Meta-[²¹¹At]astatobenzylguanidine ([²¹¹At]MABG) is an astatinated analogue of meta-iodobenzylguanidine (MIBG) that could be of value for therapeutic applications. The initial goal of this study was to determine whether [²¹¹At]MABG is taken up, like MIBG, by a specific uptake-1 mechanism. Norepinephrine and desipramine (DMI) decreased [²¹¹At]MABG uptake in SK-N-SH human neuroblastoma cells. This uptake was found to be energy-dependent: In mice, pre-treatment with DMI reduced uptake of[²¹¹At]MABG at 1 hr post-injection in the adrenal and in the heart. Tetrabenazine at a dose of 40 mg/kg reduced uptake of [²¹¹At]MABG in the mouse heart in vivo (69% of control) whereas up to 100 μM of tetrabenazine did not affect the in vitro uptake of [²¹¹At]MABG in SK-N-SH cells. In SK-N-SH cells, 53% and 38%, respectively, of the initial uptake of [²¹¹At]MABG was retained at 4 hr and 6 hr.

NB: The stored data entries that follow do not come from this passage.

//! Host event payloads.
//!
//! Payload fields are kept as the JSON the host sent. Nothing is validated:
//! a wrongly typed value is carried through to the log line as is, a
//! missing one renders as `undefined`.

use serde::de::{DeserializeOwned, Deserializer};
use serde::{Deserialize, Serialize};
use serde_json::{json, Map, Value};

use crate::error::{HostLogError, Result};

/// One payload value: `None` when the host left it out, `Some(Value::Null)`
/// when it sent an explicit `null`.
pub type Field = Option<Value>;

/// Deserializes any JSON value, `null` included, as present.
fn present<'de, D>(deserializer: D) -> std::result::Result<Field, D::Error>
where
    D: Deserializer<'de>,
{
    Value::deserialize(deserializer).map(Some)
}

/// Nested info objects; anything other than an object reads as empty.
fn lenient<'de, D, T>(deserializer: D) -> std::result::Result<T, D::Error>
where
    D: Deserializer<'de>,
    T: DeserializeOwned + Default,
{
    let value = Value::deserialize(deserializer)?;
    if value.is_object() {
        Ok(serde_json::from_value(value).unwrap_or_default())
    } else {
        Ok(T::default())
    }
}

#[derive(Debug, Clone, Default, PartialEq, Serialize, Deserialize)]
#[serde(rename_all = "camelCase")]
pub struct InstalledDetails {
    #[serde(default, deserialize_with = "present", skip_serializing_if = "Option::is_none")]
    pub id: Field,
    #[serde(default, deserialize_with = "present", skip_serializing_if = "Option::is_none")]
    pub previous_version: Field,
    /// `install`, `update`, `chrome_update` or `shared_module_update`.
    #[serde(default, deserialize_with = "present", skip_serializing_if = "Option::is_none")]
    pub reason: Field,
}

#[derive(Debug, Clone, Default, PartialEq, Serialize, Deserialize)]
pub struct UpdateDetails {
    #[serde(default, deserialize_with = "present", skip_serializing_if = "Option::is_none")]
    pub version: Field,
}

#[derive(Debug, Clone, Default, PartialEq, Serialize, Deserialize)]
#[serde(rename_all = "camelCase")]
pub struct ActiveInfo {
    #[serde(default, deserialize_with = "present", skip_serializing_if = "Option::is_none")]
    pub tab_id: Field,
    #[serde(default, deserialize_with = "present", skip_serializing_if = "Option::is_none")]
    pub window_id: Field,
}

#[derive(Debug, Clone, Default, PartialEq, Serialize, Deserialize)]
#[serde(rename_all = "camelCase")]
pub struct AttachInfo {
    #[serde(default, deserialize_with = "present", skip_serializing_if = "Option::is_none")]
    pub new_position: Field,
    #[serde(default, deserialize_with = "present", skip_serializing_if = "Option::is_none")]
    pub new_window_id: Field,
}

#[derive(Debug, Clone, Default, PartialEq, Serialize, Deserialize)]
#[serde(rename_all = "camelCase")]
pub struct DetachInfo {
    #[serde(default, deserialize_with = "present", skip_serializing_if = "Option::is_none")]
    pub old_position: Field,
    #[serde(default, deserialize_with = "present", skip_serializing_if = "Option::is_none")]
    pub old_window_id: Field,
}

#[derive(Debug, Clone, Default, PartialEq, Serialize, Deserialize)]
#[serde(rename_all = "camelCase")]
pub struct HighlightInfo {
    #[serde(default, deserialize_with = "present", skip_serializing_if = "Option::is_none")]
    pub tab_ids: Field,
    #[serde(default, deserialize_with = "present", skip_serializing_if = "Option::is_none")]
    pub window_id: Field,
}

#[derive(Debug, Clone, Default, PartialEq, Serialize, Deserialize)]
#[serde(rename_all = "camelCase")]
pub struct MoveInfo {
    #[serde(default, deserialize_with = "present", skip_serializing_if = "Option::is_none")]
    pub from_index: Field,
    #[serde(default, deserialize_with = "present", skip_serializing_if = "Option::is_none")]
    pub to_index: Field,
    #[serde(default, deserialize_with = "present", skip_serializing_if = "Option::is_none")]
    pub window_id: Field,
}

#[derive(Debug, Clone, Default, PartialEq, Serialize, Deserialize)]
#[serde(rename_all = "camelCase")]
pub struct RemoveInfo {
    #[serde(default, deserialize_with = "present", skip_serializing_if = "Option::is_none")]
    pub is_window_closing: Field,
    #[serde(default, deserialize_with = "present", skip_serializing_if = "Option::is_none")]
    pub window_id: Field,
}

/// The subset of a tab the handlers read; everything else is kept opaque.
#[derive(Debug, Clone, Default, PartialEq, Serialize, Deserialize)]
pub struct Tab {
    #[serde(default, deserialize_with = "present", skip_serializing_if = "Option::is_none")]
    pub id: Field,
    #[serde(flatten)]
    pub rest: Map<String, Value>,
}

/// A notification delivered by the host, tagged with its event name.
///
/// Wire form: `{"event": "tabs.onMoved", "payload": {...}}`. The payload
/// is always an object holding the listener's arguments.
#[derive(Debug, Clone, PartialEq, Serialize, Deserialize)]
#[serde(tag = "event", content = "payload")]
pub enum HostEvent {
    #[serde(rename = "runtime.onConnect")]
    RuntimeConnect {
        #[serde(default, deserialize_with = "present", skip_serializing_if = "Option::is_none")]
        port: Field,
    },
    #[serde(rename = "runtime.onConnectExternal")]
    RuntimeConnectExternal {
        #[serde(default, deserialize_with = "present", skip_serializing_if = "Option::is_none")]
        port: Field,
    },
    #[serde(rename = "runtime.onInstalled")]
    RuntimeInstalled(InstalledDetails),
    #[serde(rename = "runtime.onMessage")]
    RuntimeMessage {
        #[serde(default, deserialize_with = "present", skip_serializing_if = "Option::is_none")]
        message: Field,
        #[serde(default, deserialize_with = "present", skip_serializing_if = "Option::is_none")]
        sender: Field,
    },
    #[serde(rename = "runtime.onMessageExternal")]
    RuntimeMessageExternal {
        #[serde(default, deserialize_with = "present", skip_serializing_if = "Option::is_none")]
        message: Field,
        #[serde(default, deserialize_with = "present", skip_serializing_if = "Option::is_none")]
        sender: Field,
    },
    #[serde(rename = "runtime.onStartup")]
    RuntimeStartup,
    #[serde(rename = "runtime.onSuspend")]
    RuntimeSuspend,
    #[serde(rename = "runtime.onSuspendCanceled")]
    RuntimeSuspendCanceled,
    #[serde(rename = "runtime.onUpdateAvailable")]
    RuntimeUpdateAvailable(UpdateDetails),
    #[serde(rename = "tabs.onActivated")]
    TabsActivated(ActiveInfo),
    #[serde(rename = "tabs.onAttached", rename_all = "camelCase")]
    TabsAttached {
        #[serde(default, deserialize_with = "present", skip_serializing_if = "Option::is_none")]
        tab_id: Field,
        #[serde(default, deserialize_with = "lenient")]
        attach_info: AttachInfo,
    },
    #[serde(rename = "tabs.onCreated")]
    TabsCreated {
        #[serde(default, deserialize_with = "lenient")]
        tab: Tab,
    },
    #[serde(rename = "tabs.onDetached", rename_all = "camelCase")]
    TabsDetached {
        #[serde(default, deserialize_with = "present", skip_serializing_if = "Option::is_none")]
        tab_id: Field,
        #[serde(default, deserialize_with = "lenient")]
        detach_info: DetachInfo,
    },
    #[serde(rename = "tabs.onHighlighted")]
    TabsHighlighted(HighlightInfo),
    #[serde(rename = "tabs.onMoved", rename_all = "camelCase")]
    TabsMoved {
        #[serde(default, deserialize_with = "present", skip_serializing_if = "Option::is_none")]
        tab_id: Field,
        #[serde(default, deserialize_with = "lenient")]
        move_info: MoveInfo,
    },
    #[serde(rename = "tabs.onRemoved", rename_all = "camelCase")]
    TabsRemoved {
        #[serde(default, deserialize_with = "present", skip_serializing_if = "Option::is_none")]
        tab_id: Field,
        #[serde(default, deserialize_with = "lenient")]
        remove_info: RemoveInfo,
    },
    #[serde(rename = "tabs.onReplaced", rename_all = "camelCase")]
    TabsReplaced {
        #[serde(default, deserialize_with = "present", skip_serializing_if = "Option::is_none")]
        added_tab_id: Field,
        #[serde(default, deserialize_with = "present", skip_serializing_if = "Option::is_none")]
        removed_tab_id: Field,
    },
    #[serde(rename = "tabs.onUpdated", rename_all = "camelCase")]
    TabsUpdated {
        #[serde(default, deserialize_with = "present", skip_serializing_if = "Option::is_none")]
        tab_id: Field,
        #[serde(default, deserialize_with = "present", skip_serializing_if = "Option::is_none")]
        change_info: Field,
        #[serde(default, deserialize_with = "present", skip_serializing_if = "Option::is_none")]
        tab: Field,
    },
    #[serde(rename = "tabs.onZoomChange", rename_all = "camelCase")]
    TabsZoomChange {
        #[serde(default, deserialize_with = "present", skip_serializing_if = "Option::is_none")]
        zoom_change_info: Field,
    },
}

impl HostEvent {
    /// Every event name the host can deliver.
    pub const NAMES: [&'static str; 19] = [
        "runtime.onConnect",
        "runtime.onConnectExternal",
        "runtime.onInstalled",
        "runtime.onMessage",
        "runtime.onMessageExternal",
        "runtime.onStartup",
        "runtime.onSuspend",
        "runtime.onSuspendCanceled",
        "runtime.onUpdateAvailable",
        "tabs.onActivated",
        "tabs.onAttached",
        "tabs.onCreated",
        "tabs.onDetached",
        "tabs.onHighlighted",
        "tabs.onMoved",
        "tabs.onRemoved",
        "tabs.onReplaced",
        "tabs.onUpdated",
        "tabs.onZoomChange",
    ];

    /// Events that carry no payload; anything sent with them is ignored.
    const PAYLOADLESS: [&'static str; 3] = [
        "runtime.onStartup",
        "runtime.onSuspend",
        "runtime.onSuspendCanceled",
    ];

    pub fn name(&self) -> &'static str {
        match self {
            HostEvent::RuntimeConnect { .. } => "runtime.onConnect",
            HostEvent::RuntimeConnectExternal { .. } => "runtime.onConnectExternal",
            HostEvent::RuntimeInstalled(_) => "runtime.onInstalled",
            HostEvent::RuntimeMessage { .. } => "runtime.onMessage",
            HostEvent::RuntimeMessageExternal { .. } => "runtime.onMessageExternal",
            HostEvent::RuntimeStartup => "runtime.onStartup",
            HostEvent::RuntimeSuspend => "runtime.onSuspend",
            HostEvent::RuntimeSuspendCanceled => "runtime.onSuspendCanceled",
            HostEvent::RuntimeUpdateAvailable(_) => "runtime.onUpdateAvailable",
            HostEvent::TabsActivated(_) => "tabs.onActivated",
            HostEvent::TabsAttached { .. } => "tabs.onAttached",
            HostEvent::TabsCreated { .. } => "tabs.onCreated",
            HostEvent::TabsDetached { .. } => "tabs.onDetached",
            HostEvent::TabsHighlighted(_) => "tabs.onHighlighted",
            HostEvent::TabsMoved { .. } => "tabs.onMoved",
            HostEvent::TabsRemoved { .. } => "tabs.onRemoved",
            HostEvent::TabsReplaced { .. } => "tabs.onReplaced",
            HostEvent::TabsUpdated { .. } => "tabs.onUpdated",
            HostEvent::TabsZoomChange { .. } => "tabs.onZoomChange",
        }
    }

    pub fn is_known(name: &str) -> bool {
        Self::NAMES.contains(&name)
    }

    /// Builds an event from a name and its bare payload, as delivered by
    /// transports that carry the name out of band (NATS subject, URL path).
    ///
    /// Only an unknown name is an error. A payload that is not an object
    /// leaves every argument undefined.
    pub fn from_parts(name: &str, payload: Value) -> Result<Self> {
        if !Self::is_known(name) {
            return Err(HostLogError::UnknownEvent(name.to_string()));
        }
        let envelope = if Self::PAYLOADLESS.contains(&name) {
            json!({ "event": name })
        } else if payload.is_object() {
            json!({ "event": name, "payload": payload })
        } else {
            json!({ "event": name, "payload": {} })
        };
        Ok(serde_json::from_value(envelope)?)
    }
}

For no-carrieradded (n. c.a.) [¹²¹I]MIBG these values were similar, 60% and 48%. The ability of SK-N-SH cells to incorporate [³H]thymidine was reduced to less than 50% of control values when treated with as little as 3.2 nCi of [²¹¹At]MABG. In contrast, no significant reduction in the thymidine uptake was observed, even with 80 nCi of n. c.a. MIBG.